Fernando Fader fue un hombre de una sólida cultura y un gran refinamiento para su época. Se había formado en Europa pero su vida transcurriría mayormente en las provincias de Córdoba y Mendoza.
Es bien conocido aquel accidente que lo llevó a dedicarse por entero a la pintura cuando un aluvión se hubo llevado la usina de propiedad familiar con la que soñara iluminar la ciudad de Mendoza.
Paradójicamente fue la luz del día la que sustituyó aquel sueño perdido de generar luz eléctrica. A ella dedicaría toda la paciencia necesaria para observar las alternativas imágenes que producía un mismo paisaje con el correr de las horas.
Se le ocurrió asomarse al mundo cuando eran las once de la noche del 11 de abril de 1882 en la casa del conde Pedro Bonneval, que vivía en el número 10 de la calle Nauville ¿Por qué en Francia y no en Mendoza como creemos los argentinos? Dios quiso que él naciera en la casa del conde francés abuelo materno del recién nacido, en razón de que su padre, ingeniero alemán, por su profesión debió radicar su familia ocasionalmente.
La situación económica no podía ser mejor y en 1890 optaría por trasladarse a la Argentina para la búsqueda de petróleo en Mendoza.
Fernando quedó viviendo con sus abuelos en Francia pero una vez terminado el bachillerato en el Liceo del Palatinado del Rhin decidió establecerse en Argentina con el objeto de seguir la carrera de ingeniero.
Imposición familiar aunque el llamado de los pinceles rugiera en su interior tanto que desde sus inicios, pintando se olvidaba de comer.
Por ello los padres después de vacilaciones y entredichos decidirían que viajara a Europa sin restricciones.
El contacto con el arte del viejo Mundo, en Fader fortaleció su vocación al repartir su tiempo entre pinacotecas y exposiciones.
Con 25 años retornó a la ciudad de Mendoza cargando las enseñanzas del pintor Heinrich von Zügel y una medalla de plata ganada en Milán.
Se casó con Adela Guiñazú, hija del dueño de una casona de las afueras donde solía pintar - hoy Museo Provincial de Bellas Artes, Museo Emiliano Guiñazú - y donde construyera una usina hidroeléctrica en Cacheuta, primera en aprovechar el empuje del río Mendoza, cuyas instalaciones fueran arrasadas por un aluvión en 1913.
Nos dice Roberto Cinti en el diario “La voz del Interior” Año 1996: “El arte argentino nunca dejará de agradecer esta desgracia.
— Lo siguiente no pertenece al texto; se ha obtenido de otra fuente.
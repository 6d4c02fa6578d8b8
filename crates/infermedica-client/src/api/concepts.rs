//! Concepts API.

use super::{Query, item_path};
use crate::client::{InfermedicaClient, RequestOptions};
use crate::error::Result;
use crate::types::{Concept, ConceptsQuery};

/// Concepts API client.
///
/// Concepts cover every knowledge-base entry regardless of kind.
pub struct ConceptsApi {
    client: InfermedicaClient,
}

impl ConceptsApi {
    pub(crate) fn new(client: InfermedicaClient) -> Self {
        Self { client }
    }

    /// List all concepts.
    pub async fn list(&self) -> Result<Vec<Concept>> {
        self.list_with_query(&ConceptsQuery::default()).await
    }

    /// List concepts filtered by ID and/or kind.
    pub async fn list_with_query(&self, query: &ConceptsQuery) -> Result<Vec<Concept>> {
        let path = Query::new()
            .list("ids", &query.ids)
            .list("types", query.types.iter().map(|t| t.as_str()))
            .to_path("concepts");
        self.client.get(&path, RequestOptions::new()).await
    }

    /// Get a concept by ID.
    pub async fn get(&self, id: &str) -> Result<Concept> {
        let path = item_path("concepts", id)?;
        self.client.get(&path, RequestOptions::new()).await
    }
}
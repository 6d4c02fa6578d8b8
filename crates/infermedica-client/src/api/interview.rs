//! Interview API.
//!
//! The stateless endpoints that drive a symptom-checking interview. Every call
//! carries the full patient description; correlate calls of one interview by
//! building the client with an interview ID.

use crate::client::{InfermedicaClient, RequestOptions};
use crate::error::Result;
use crate::types::{
    DiagnosisRequest, DiagnosisResponse, ExplainRequest, ExplainResponse, ObservationRequest,
    RationaleResponse, RecommendSpecialistRequest, RecommendSpecialistResponse, SuggestRequest,
    Suggestion, TriageRequest, TriageResponse,
};

/// Interview API client.
pub struct InterviewApi {
    client: InfermedicaClient,
}

impl InterviewApi {
    pub(crate) fn new(client: InfermedicaClient) -> Self {
        Self { client }
    }

    /// Rank conditions and pick the next question.
    pub async fn diagnosis(&self, request: &DiagnosisRequest) -> Result<DiagnosisResponse> {
        request.validate()?;
        self.client
            .post("diagnosis", request, RequestOptions::new())
            .await
    }

    /// Assess how urgently the patient needs care.
    pub async fn triage(&self, request: &TriageRequest) -> Result<TriageResponse> {
        request.validate()?;
        self.client
            .post("triage", request, RequestOptions::new())
            .await
    }

    /// Suggest further observations to ask about.
    pub async fn suggest(&self, request: &SuggestRequest) -> Result<Vec<Suggestion>> {
        request.validate()?;
        self.client
            .post("suggest", request, RequestOptions::new())
            .await
    }

    /// Show which evidence speaks for and against a condition.
    pub async fn explain(&self, request: &ExplainRequest) -> Result<ExplainResponse> {
        request.validate()?;
        self.client
            .post("explain", request, RequestOptions::new())
            .await
    }

    /// Explain why `diagnosis` asked its latest question.
    pub async fn rationale(&self, request: &ObservationRequest) -> Result<RationaleResponse> {
        request.validate()?;
        self.client
            .post("rationale", request, RequestOptions::new())
            .await
    }

    /// Recommend a specialist and a consultation channel.
    pub async fn recommend_specialist(
        &self,
        request: &RecommendSpecialistRequest,
    ) -> Result<RecommendSpecialistResponse> {
        request.validate()?;
        self.client
            .post("recommend_specialist", request, RequestOptions::new())
            .await
    }
}
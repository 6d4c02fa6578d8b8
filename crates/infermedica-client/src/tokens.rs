//! Closed-set string values used across the API.
//!
//! Every enumerated field of the API is a small fixed set of lowercase
//! tokens. Each set is registered once through [`closed_set!`], which
//! generates the enum, its token table and the parsing/serde glue. Parsing is
//! case-insensitive and always yields the canonical token; anything outside
//! the table is rejected with [`Error::UnexpectedValue`] before it can reach
//! the wire.

use crate::error::{Error, Result};

/// A fixed set of string tokens mapped onto enum variants.
pub trait ClosedSet: Sized + Copy + 'static {
    /// Type name used in validation errors.
    const NAME: &'static str;

    /// Canonical token for every variant.
    const TOKENS: &'static [(&'static str, Self)];

    /// Canonical token of this value.
    fn token(&self) -> &'static str;
}

/// Look up `value` (ignoring ASCII case) in the token table of `T`.
pub fn parse_token<T: ClosedSet>(value: &str) -> Result<T> {
    T::TOKENS
        .iter()
        .find(|(token, _)| token.eq_ignore_ascii_case(value))
        .map(|(_, variant)| *variant)
        .ok_or_else(|| Error::UnexpectedValue {
            field: T::NAME,
            value: value.to_string(),
        })
}

/// Validate `value` against `T` and return its canonical token.
pub fn canonical_token<T: ClosedSet>(value: &str) -> Result<&'static str> {
    parse_token::<T>(value).map(|variant| variant.token())
}

macro_rules! closed_set {
    (
        $(#[$meta:meta])*
        $vis:vis enum $name:ident as $field:literal {
            $( $(#[$vmeta:meta])* $variant:ident => $token:literal ),+ $(,)?
        }
    ) => {
        $(#[$meta])*
        #[derive(Debug, Clone, Copy, PartialEq, Eq, Hash)]
        $vis enum $name {
            $( $(#[$vmeta])* $variant ),+
        }

        impl $name {
            /// Canonical wire token.
            pub fn as_str(&self) -> &'static str {
                match self {
                    $( Self::$variant => $token ),+
                }
            }
        }

        impl $crate::tokens::ClosedSet for $name {
            const NAME: &'static str = $field;
            const TOKENS: &'static [(&'static str, Self)] = &[ $( ($token, Self::$variant) ),+ ];

            fn token(&self) -> &'static str {
                self.as_str()
            }
        }

        impl std::fmt::Display for $name {
            fn fmt(&self, f: &mut std::fmt::Formatter<'_>) -> std::fmt::Result {
                f.write_str(self.as_str())
            }
        }

        impl std::str::FromStr for $name {
            type Err = $crate::error::Error;

            fn from_str(s: &str) -> std::result::Result<Self, Self::Err> {
                $crate::tokens::parse_token(s)
            }
        }

        impl TryFrom<&str> for $name {
            type Error = $crate::error::Error;

            fn try_from(s: &str) -> std::result::Result<Self, Self::Error> {
                $crate::tokens::parse_token(s)
            }
        }

        impl serde::Serialize for $name {
            fn serialize<S: serde::Serializer>(
                &self,
                serializer: S,
            ) -> std::result::Result<S::Ok, S::Error> {
                serializer.serialize_str(self.as_str())
            }
        }

        impl<'de> serde::Deserialize<'de> for $name {
            fn deserialize<D: serde::Deserializer<'de>>(
                deserializer: D,
            ) -> std::result::Result<Self, D::Error> {
                let raw = String::deserialize(deserializer)?;
                $crate::tokens::parse_token(&raw).map_err(serde::de::Error::custom)
            }
        }
    };
}

// ─────────────────────────────────────────────────────────────────────────────
// Patient
// ─────────────────────────────────────────────────────────────────────────────

closed_set! {
    /// Biological sex of the patient.
    pub enum Sex as "Sex" {
        Male => "male",
        Female => "female",
    }
}

closed_set! {
    /// Which sexes a knowledge-base entry applies to.
    pub enum SexFilter as "SexFilter" {
        Both => "both",
        Male => "male",
        Female => "female",
    }
}

closed_set! {
    /// Unit of [`Age`](crate::types::Age).
    #[derive(Default)]
    pub enum AgeUnit as "AgeUnit" {
        #[default]
        Year => "year",
        Month => "month",
    }
}

// ─────────────────────────────────────────────────────────────────────────────
// Conditions
// ─────────────────────────────────────────────────────────────────────────────

closed_set! {
    /// How common a condition is.
    pub enum Prevalence as "Prevalence" {
        VeryRare => "very_rare",
        Rare => "rare",
        Moderate => "moderate",
        Common => "common",
    }
}

closed_set! {
    /// Time course of a condition.
    pub enum Acuteness as "Acuteness" {
        Chronic => "chronic",
        ChronicWithExacerbations => "chronic_with_exacerbations",
        AcutePotentiallyChronic => "acute_potentially_chronic",
        Acute => "acute",
    }
}

closed_set! {
    pub enum Severity as "Severity" {
        Mild => "mild",
        Moderate => "moderate",
        Severe => "severe",
    }
}

closed_set! {
    /// Seriousness of a symptom or of a reported observation in triage.
    pub enum Seriousness as "Seriousness" {
        Normal => "normal",
        Serious => "serious",
        Emergency => "emergency",
        EmergencyAmbulance => "emergency_ambulance",
    }
}

// ─────────────────────────────────────────────────────────────────────────────
// Interview
// ─────────────────────────────────────────────────────────────────────────────

closed_set! {
    /// Shape of the next question returned by `diagnosis`.
    pub enum QuestionType as "QuestionType" {
        /// One yes/no/don't know question.
        Single => "single",
        /// Pick exactly one item of a group.
        GroupSingle => "group_single",
        /// Answer every item of a group.
        GroupMultiple => "group_multiple",
        /// Only returned when symptom duration is enabled.
        Duration => "duration",
    }
}

closed_set! {
    /// Answer attached to a piece of evidence.
    pub enum EvidenceChoiceId as "EvidenceChoiceId" {
        Present => "present",
        Absent => "absent",
        Unknown => "unknown",
    }
}

closed_set! {
    /// Where a piece of evidence came from in the interview.
    pub enum EvidenceSource as "EvidenceSource" {
        Initial => "initial",
        Suggest => "suggest",
        Predefined => "predefined",
        RedFlags => "red_flags",
    }
}

closed_set! {
    pub enum DurationUnit as "DurationUnit" {
        Week => "week",
        Day => "day",
        Hour => "hour",
        Minute => "minute",
    }
}

closed_set! {
    /// Question-selection strategy for `diagnosis`.
    pub enum InterviewMode as "InterviewMode" {
        /// Balance between interview length and accuracy of the ranking.
        Default => "default",
        /// Shorter interviews optimized for the triage level.
        Triage => "triage",
    }
}

closed_set! {
    /// Kind of suggestions requested from `suggest`.
    pub enum SuggestMethod as "SuggestMethod" {
        Symptoms => "symptoms",
        /// Deprecated upstream since API 3.5.
        RiskFactors => "risk_factors",
        DemographicRiskFactors => "demographic_risk_factors",
        EvidenceBasedRiskFactors => "evidence_based_risk_factors",
        RedFlags => "red_flags",
    }
}

closed_set! {
    /// Reason code explaining why a question was asked.
    pub enum RationaleType as "RationaleType" {
        R0 => "r0",
        R1 => "r1",
        R2 => "r2",
        R3 => "r3",
        R4 => "r4",
        R5 => "r5",
        R6 => "r6",
    }
}

// ─────────────────────────────────────────────────────────────────────────────
// Triage and referral
// ─────────────────────────────────────────────────────────────────────────────

closed_set! {
    /// Urgency classification, most urgent first.
    pub enum TriageLevel as "TriageLevel" {
        EmergencyAmbulance => "emergency_ambulance",
        Emergency => "emergency",
        Consultation24 => "consultation_24",
        Consultation => "consultation",
        SelfCare => "self_care",
    }
}

closed_set! {
    /// What drove the triage level.
    pub enum RootCause as "RootCause" {
        EmergencyAmbulanceEvidence => "emergency_ambulance_evidence",
        EmergencyAmbulanceConditions => "emergency_ambulance_conditions",
        EmergencyEvidence => "emergency_evidence",
        EmergencyConditions => "emergency_conditions",
        Consultation24Evidence => "consultation_24_evidence",
        Consultation24Conditions => "consultation_24_conditions",
        ConsultationEvidence => "consultation_evidence",
        ConsultationConditions => "consultation_conditions",
        SelfCareSufficient => "self_care_sufficient",
    }
}

closed_set! {
    /// How the patient should reach the recommended specialist.
    pub enum RecommendedChannel as "RecommendedChannel" {
        PersonalVisit => "personal_visit",
        VideoTeleconsultation => "video_teleconsultation",
        AudioTeleconsultation => "audio_teleconsultation",
        TextTeleconsultation => "text_teleconsultation",
    }
}

// ─────────────────────────────────────────────────────────────────────────────
// Knowledge base
// ─────────────────────────────────────────────────────────────────────────────

closed_set! {
    /// Observation kinds accepted by `search`.
    pub enum SearchType as "SearchType" {
        Symptom => "symptom",
        RiskFactor => "risk_factor",
        LabTest => "lab_test",
        Condition => "condition",
    }
}

closed_set! {
    /// Kind of a knowledge-base concept.
    pub enum ConceptType as "ConceptType" {
        Condition => "condition",
        Symptom => "symptom",
        RiskFactor => "risk_factor",
        LabTest => "lab_test",
    }
}
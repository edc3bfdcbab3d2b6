//! Edge desirability shared by every ant of a colony.
//!
//! The matrix is dense and row-major. Diagonal cells hold
//! [`PheromoneMatrix::SENTINEL`] and are never read as intensities. Off-diagonal
//! cells are non-negative and the matrix stays symmetric.
//!
//! A matrix is never edited while ants are building tours. At the end of an
//! iteration [`PheromoneMatrix::reinforce`] builds a replacement from the
//! finished tours and the simulator swaps it in.

use crate::ant::sampling::MAX_HEURISTIC;
use crate::tour::Tour;

/// Square matrix of pheromone intensities indexed by node id.
#[derive(Debug, Clone, PartialEq)]
pub struct PheromoneMatrix {
    n: usize,
    values: Vec<f64>,
}

impl PheromoneMatrix {
    /// Value stored on the diagonal ("no self-edge").
    pub const SENTINEL: f64 = -1.0;

    /// Creates an `n × n` matrix with `tau0` on every edge.
    pub fn uniform(n: usize, tau0: f64) -> Self {
        let mut matrix = Self::filled(n, tau0);
        matrix.mark_diagonal();
        matrix
    }

    fn filled(n: usize, value: f64) -> Self {
        Self {
            n,
            values: vec![value; n * n],
        }
    }

    fn mark_diagonal(&mut self) {
        for i in 0..self.n {
            self.values[i * self.n + i] = Self::SENTINEL;
        }
    }

    /// Number of nodes (rows) covered by the matrix.
    pub fn size(&self) -> usize {
        self.n
    }

    /// Intensity on edge `(from, to)`.
    ///
    /// # Panics
    ///
    /// Panics if either index is out of range.
    #[inline]
    pub fn get(&self, from: usize, to: usize) -> f64 {
        assert!(from < self.n && to < self.n, "edge ({from}, {to}) out of range");
        self.values[from * self.n + to]
    }

    /// Row `from` of the matrix, including its sentinel cell.
    pub fn row(&self, from: usize) -> &[f64] {
        &self.values[from * self.n..(from + 1) * self.n]
    }

    /// Returns true if `M[i][j] == M[j][i]` for every pair.
    pub fn is_symmetric(&self) -> bool {
        (0..self.n).all(|i| (i + 1..self.n).all(|j| self.get(i, j) == self.get(j, i)))
    }

    /// Largest off-diagonal intensity, or `0.0` for matrices without edges.
    pub fn max_intensity(&self) -> f64 {
        let mut max = 0.0_f64;
        for i in 0..self.n {
            for j in 0..self.n {
                if i != j {
                    max = max.max(self.get(i, j));
                }
            }
        }
        max
    }

    /// Builds the next iteration's matrix from this one and the finished tours.
    ///
    /// Every traversed edge `(i, j)`, closing edge included, first collects a
    /// deposit `1 / distance` per tour into `delta`; a zero-length tour
    /// deposits [`MAX_HEURISTIC`] instead. The replacement then
    /// receives `(1 - rho) * M[i][j] + delta[i][j]` once per tour that traverses
    /// the edge, so evaporation is applied per contributing tour rather than
    /// once per iteration. Edges no tour touched end up at `min_pheromone`,
    /// or at zero when the floor is `0.0`. Both directions get identical increments in identical
    /// order, which keeps the result exactly symmetric.
    pub fn reinforce(&self, tours: &[Tour], rho: f64, min_pheromone: f64) -> PheromoneMatrix {
        let n = self.n;
        let mut delta = Self::filled(n, 0.0);

        for tour in tours {
            let deposit = if tour.distance > 0.0 {
                1.0 / tour.distance
            } else {
                MAX_HEURISTIC
            };
            for (i, j) in tour.edges() {
                delta.values[i * n + j] += deposit;
                delta.values[j * n + i] += deposit;
            }
        }

        let mut next = Self::filled(n, 0.0);
        for tour in tours {
            for (i, j) in tour.edges() {
                let contribution = (1.0 - rho) * self.get(i, j) + delta.get(i, j);
                next.values[i * n + j] += contribution;
                next.values[j * n + i] += contribution;
            }
        }

        if min_pheromone > 0.0 {
            for v in &mut next.values {
                *v = v.max(min_pheromone);
            }
        }
        next.mark_diagonal();
        next
    }
}
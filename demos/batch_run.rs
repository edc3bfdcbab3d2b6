//! Batch run demo: several seeded colonies over a node list.
//!
//! Reads `x,y` lines from a node file, steps every colony for a fixed number
//! of iterations, prints the first colony's distance per step and writes the
//! distance log as CSV (one line per step, one column per colony).
//!
//! Run:
//! ```sh
//! cargo run --example batch_run -- --nodes demos/data/ring.csv --out ring.csv
//! ```

use std::fs::{self, File};
use std::io::BufWriter;

use aco_tour::{BatchConfig, BatchError, BatchRunner, ColonyConfig};

fn main() {
    let args: Vec<String> = std::env::args().collect();
    let nodes_path = arg_value(&args, "--nodes").unwrap_or("demos/data/ring.csv");
    let out_path = arg_value(&args, "--out");
    let simulators: usize = arg_value(&args, "--simulators")
        .and_then(|s| s.parse().ok())
        .unwrap_or(20);
    let iterations: usize = arg_value(&args, "--iterations")
        .and_then(|s| s.parse().ok())
        .unwrap_or(20);
    let seed: u64 = arg_value(&args, "--seed")
        .and_then(|s| s.parse().ok())
        .unwrap_or(0);

    let input = match fs::read_to_string(nodes_path) {
        Ok(s) => s,
        Err(e) => {
            eprintln!("Cannot read node list '{}': {}", nodes_path, e);
            std::process::exit(2);
        }
    };

    let colony = ColonyConfig::default();
    let batch = BatchConfig {
        simulators,
        iterations,
        seed,
    };

    let runner = match BatchRunner::from_node_list(&input, colony, batch) {
        Ok(r) => r,
        Err(e) => {
            eprintln!("{}", e);
            std::process::exit(2);
        }
    };

    println!("--- start simulation ---");
    let result = runner.run_with(|step, tours, _| {
        println!("step={}, dist={}", step, tours[0].distance);
    });
    let report = match result {
        Ok(r) => r,
        Err(e) => {
            eprintln!("{}", e);
            std::process::exit(1);
        }
    };
    println!("--- end simulation ---");
    println!("best: {}", report.best);

    let out_path = out_path
        .map(str::to_string)
        .unwrap_or_else(|| format!("{}.csv", report.label));
    let written = File::create(&out_path)
        .map_err(BatchError::from)
        .and_then(|f| report.write_csv(&mut BufWriter::new(f)));
    match written {
        Ok(()) => println!("distance log written to {}", out_path),
        Err(e) => {
            eprintln!("{} ('{}')", e, out_path);
            std::process::exit(1);
        }
    }
}

fn arg_value<'a>(args: &'a [String], key: &str) -> Option<&'a str> {
    args.iter()
        .position(|a| a == key)
        .and_then(|i| args.get(i + 1))
        .map(|s| s.as_str())
}
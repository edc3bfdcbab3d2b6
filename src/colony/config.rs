//! Parameters of a colony run.

use std::fmt;

#[cfg(feature = "serde")]
use serde::{Deserialize, Serialize};

use super::error::ColonyError;

/// Immutable parameters of a colony run.
///
/// `alpha` and `beta` weight pheromone against inverse distance when an ant
/// picks its next node, `rho` is the fraction of pheromone evaporated per
/// contributing tour, and `tau0` seeds every edge of the initial matrix.
#[derive(Debug, Clone, PartialEq)]
#[cfg_attr(feature = "serde", derive(Serialize, Deserialize))]
#[cfg_attr(feature = "serde", serde(default))]
pub struct ColonyConfig {
    /// Pheromone exponent α.
    pub alpha: f64,
    /// Heuristic (inverse distance) exponent β.
    pub beta: f64,
    /// Evaporation fraction ρ in `[0, 1]`.
    pub rho: f64,
    /// Initial pheromone on every edge.
    pub tau0: f64,
    /// Number of ants building a tour each iteration.
    pub ant_count: usize,
    /// Lower bound applied to every edge after an update.
    ///
    /// `0.0` disables it and leaves edges no tour traversed at zero, which can
    /// starve an ant of candidates on larger instances.
    pub min_pheromone: f64,
}

impl ColonyConfig {
    /// Sets the pheromone exponent.
    pub fn with_alpha(mut self, alpha: f64) -> Self {
        self.alpha = alpha;
        self
    }

    /// Sets the heuristic exponent.
    pub fn with_beta(mut self, beta: f64) -> Self {
        self.beta = beta;
        self
    }

    /// Sets the evaporation fraction.
    pub fn with_rho(mut self, rho: f64) -> Self {
        self.rho = rho;
        self
    }

    /// Sets the initial pheromone level.
    pub fn with_tau0(mut self, tau0: f64) -> Self {
        self.tau0 = tau0;
        self
    }

    /// Sets the number of ants.
    pub fn with_ant_count(mut self, ant_count: usize) -> Self {
        self.ant_count = ant_count;
        self
    }

    /// Sets the pheromone floor.
    pub fn with_min_pheromone(mut self, min_pheromone: f64) -> Self {
        self.min_pheromone = min_pheromone;
        self
    }

    /// Checks every parameter, reporting the first one out of range.
    pub fn validate(&self) -> Result<(), ColonyError> {
        for (name, value) in [
            ("alpha", self.alpha),
            ("beta", self.beta),
            ("rho", self.rho),
            ("tau0", self.tau0),
            ("min_pheromone", self.min_pheromone),
        ] {
            if !value.is_finite() {
                return Err(ColonyError::invalid(name, format!("must be finite, got {value}")));
            }
        }

        if self.alpha < 0.0 {
            return Err(ColonyError::invalid(
                "alpha",
                format!("must not be negative, got {}", self.alpha),
            ));
        }
        if self.beta < 0.0 {
            return Err(ColonyError::invalid(
                "beta",
                format!("must not be negative, got {}", self.beta),
            ));
        }
        if !(0.0..=1.0).contains(&self.rho) {
            return Err(ColonyError::invalid(
                "rho",
                format!("must lie in [0, 1], got {}", self.rho),
            ));
        }
        if self.tau0 <= 0.0 {
            return Err(ColonyError::invalid(
                "tau0",
                format!("must be positive, got {}", self.tau0),
            ));
        }
        if self.min_pheromone < 0.0 {
            return Err(ColonyError::invalid(
                "min_pheromone",
                format!("must not be negative, got {}", self.min_pheromone),
            ));
        }
        if self.ant_count < 1 {
            return Err(ColonyError::invalid("ant_count", "must be at least 1"));
        }
        Ok(())
    }
}

impl Default for ColonyConfig {
    fn default() -> Self {
        Self {
            alpha: 1.5,
            beta: 2.0,
            rho: 0.5,
            tau0: 0.01,
            ant_count: 20,
            min_pheromone: 1e-6,
        }
    }
}

impl fmt::Display for ColonyConfig {
    /// Run label, e.g. `alpha=1.5,beta=2,rho=0.5,tau0=0.01`.
    fn fmt(&self, f: &mut fmt::Formatter<'_>) -> fmt::Result {
        write!(
            f,
            "alpha={},beta={},rho={},tau0={}",
            self.alpha, self.beta, self.rho, self.tau0
        )
    }
}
Provocó que Fader buscara en la pintura un medio de vida, apuntalado por el galerista alemán Federico Müller”.
Otro sinsabor fijaría su campo de inspiración: al operarlo de una presunta apendicitis, los médicos descubrieron que la tuberculosis minaba su cuerpo y le aconsejaron el salutífero clima de las sierras cordobesas. En medio de ellas vivió sus últimos veinte años plasmando una obra que lo ubicaría entre los grandes plásticos del siglo”.
Sus cuadros serían cada vez más brillantes plasmando las luces del calendario: álamos encendidos de ocres, naranjas y amarillos en otoño, la niebla en los días invernales, una explosión de rosados en primavera y la madurez de los ciruelos en verano.
Esa luminosidad que impregnó a sus últimas obras trasuntaba una vida interior plena de realizaciones con ansias de vivir aunque su físico estuviese exhausto. En su último lienzo de 1831, pintaría la capilla de Sumampa.
Allá se fue quedando. Al comienzo se instaló en Ojo de Agua de San Clemente, un paraje que aún hoy es accesible a pie o a caballo, donde con su trípode, paleta y pinturas sorprendería los distintos estados de ánimo de la naturaleza que plasmaba en sus telas y que en Buenos Aires, por obra y gracia de Müller se vendían como nunca.
No había mansión paqueta que no quisiera su “Fader”. En 1926, la venta de La Reja (para él su obra más lograda) a precio récord, iniciaría el camino de éxitos económicos que se mantendrían hasta el presente. Curiosamente, habría de lograr con el arte lo que no pudo con sus sueños empresarios.
El pintor no pudo al final cumplir con su destino que repetía muchas veces al decir: “Tengo mi camino y voy a pie...” porque su salud quebrantada le impediría nuevas salidas.
En Ischillín, pueblito al pie del cerro Loza Corral, a 140 kilómetros al norte de Córdoba construyó su última morada, dondesus hijos adolescentes le confortaban de su penosa enfermedad la que el Gobierno de Córdoba el 11 de abril de 1961 transformaría en museo.
Su muerte se produjo el 28 de febrero de 1835 dejando inconcluso un mural que había comenzado poco antes.